In five sentences (6.4%), we found that although curators could have made an annotation directly from those sentences, they were not returned because the localization information was expressed using words from fewer than three categories. In most of these cases, the missing term was from the experimental category, as authors simply stated that the protein was localized to a particular cellular component, for example "...DAF-9 also appeared in the cytoplasm of the hypodermis...". Since our test searches required a match to the protein in question plus at least one term from each of the three categories, these sentences were missed. Lastly, in four cases (5.1%) we missed an annotation for technical reasons. In these cases, either the relevant information was presented in table format or the protein name was unidentifiable after the PDF-to-text conversion.
To understand the basis for the 29 false positive sentences, we again analyzed the content of each of the sentences. The results are presented in Table 3. For 13 of the 29 sentences, 44.8%, we determined that the text returned by the searches was not a single sentence but rather, due to technical issues with the PDF-to-text conversion, a run-on of one or more sentences from the text or, in some cases, the entire content of a table. In five cases (17.2%), the sentence was returned due to the inclusion of the term 'transmembrane' in our Cellular Component category. In these cases, we found that while 'transmembrane' is used to describe a protein domain it is not consistently used to describe experimentally determined subcellular localization and we have since removed it from the Cellular Component category. In the remaining 11 cases (37.9%), the false positive sentences were returned due to linguistic ambiguity associated with certain terms included in our categories. Examples include the term 'signal,' which can be used to describe a fluorescent signal, but also a cell-cell signal involved in intercellular communication, 'processes,' which can refer to cellular projections but also to biological events, such as cell division or aging, and 'soma' which can refer to a cell body apart from cellular projections or to somatic, as opposed to germline, tissue. In none of these cases, however, did the return of a false positive sentence result in an erroneous annotation.

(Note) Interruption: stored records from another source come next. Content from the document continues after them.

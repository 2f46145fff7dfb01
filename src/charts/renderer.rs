//! Static Chart Renderer
//! Renders a figure twice, once into an RGB bitmap (encoded as PNG) and once
//! into an SVG document, then writes both files.
//!
//! Both images are rendered fully in memory before either file is touched.

use super::ChartError;
use crate::output::write_atomic;
use image::{ImageFormat, RgbImage};
use plotters::coord::Shift;
use plotters::prelude::*;
use std::io::Cursor;
use std::path::{Path, PathBuf};

/// Something that can paint itself onto any plotters backend.
pub trait Figure {
    /// Canvas size in pixels.
    fn size(&self) -> (u32, u32);

    fn draw<DB: DrawingBackend>(
        &self,
        root: &DrawingArea<DB, Shift>,
    ) -> Result<(), DrawingAreaErrorKind<DB::ErrorType>>;
}

pub struct StaticChartRenderer;

impl StaticChartRenderer {
    /// Render `figure` to PNG bytes.
    pub fn render_png<F: Figure>(figure: &F) -> Result<Vec<u8>, ChartError> {
        let (width, height) = figure.size();
        let mut buffer = vec![0u8; width as usize * height as usize * 3];

        {
            let root = BitMapBackend::with_buffer(&mut buffer, (width, height)).into_drawing_area();
            figure
                .draw(&root)
                .map_err(|e| ChartError::Render(e.to_string()))?;
            root.present()
                .map_err(|e| ChartError::Render(e.to_string()))?;
        }

        let image = RgbImage::from_raw(width, height, buffer)
            .ok_or_else(|| ChartError::Render("bitmap buffer size mismatch".to_string()))?;
        let mut png = Vec::new();
        image.write_to(&mut Cursor::new(&mut png), ImageFormat::Png)?;
        Ok(png)
    }

    /// Render `figure` to an SVG document.
    pub fn render_svg<F: Figure>(figure: &F) -> Result<String, ChartError> {
        let mut svg = String::new();

        {
            let root = SVGBackend::with_string(&mut svg, figure.size()).into_drawing_area();
            figure
                .draw(&root)
                .map_err(|e| ChartError::Render(e.to_string()))?;
            root.present()
                .map_err(|e| ChartError::Render(e.to_string()))?;
        }

        Ok(svg)
    }

    /// Render both formats and write them to `png_path` / `svg_path`.
    pub fn export<F: Figure>(
        figure: &F,
        png_path: &Path,
        svg_path: &Path,
    ) -> Result<Vec<PathBuf>, ChartError> {
        let svg = Self::render_svg(figure)?;
        let png = Self::render_png(figure)?;

        Self::write(png_path, &png)?;
        Self::write(svg_path, svg.as_bytes())?;

        Ok(vec![png_path.to_path_buf(), svg_path.to_path_buf()])
    }

    fn write(path: &Path, bytes: &[u8]) -> Result<(), ChartError> {
        write_atomic(path, bytes).map_err(|source| ChartError::Io {
            path: path.to_path_buf(),
            source,
        })
    }
}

Table 3. Analysis of false positive sentences
Evaluating Curation Efficiency: Textpresso-Based vs. Fully Manual Curation
Our primary motivation for developing Textpresso categories for Cellular Component curation was to improve the efficiency with which we make GO Cellular Component annotations. We therefore investigated the relative efficiencies of Textpresso versus manual curation by comparing the amount of time it took curators to curate subcellular localization data from a test corpus using each of the methods. Three curators manually examined one of three sets of twenty randomly selected papers (see Additional file 4) and recorded the amount of time it took to locate and extract subcellular localization information. Curators then traded paper sets and performed the same task, only this time using sentences returned by Textpresso.
Format: TXT Size: 1KB Download file
The results of this curation efficiency test are presented in Figure 3. The time required for each curator to manually evaluate and record subcellular localization information from their test set of 20 papers was 102, 82, and 90 minutes each, respectively. Using Textpresso, however, the time required to make annotations was approximately 7, 10, and 6 minutes, respectively. Thus, Textpresso-based Cellular Component curation has the potential to improve curatorial efficiency by at least a factor of 8, and possibly as much as 15, given differences in individual curatorial speed. Therefore, even though our new Textpresso categories are not yet able to recover every annotation from the literature, we believe that Textpresso-based curation can still greatly improve the efficiency with which information is extracted from the literature and thus, affords a significant improvement to our GO curation pipeline.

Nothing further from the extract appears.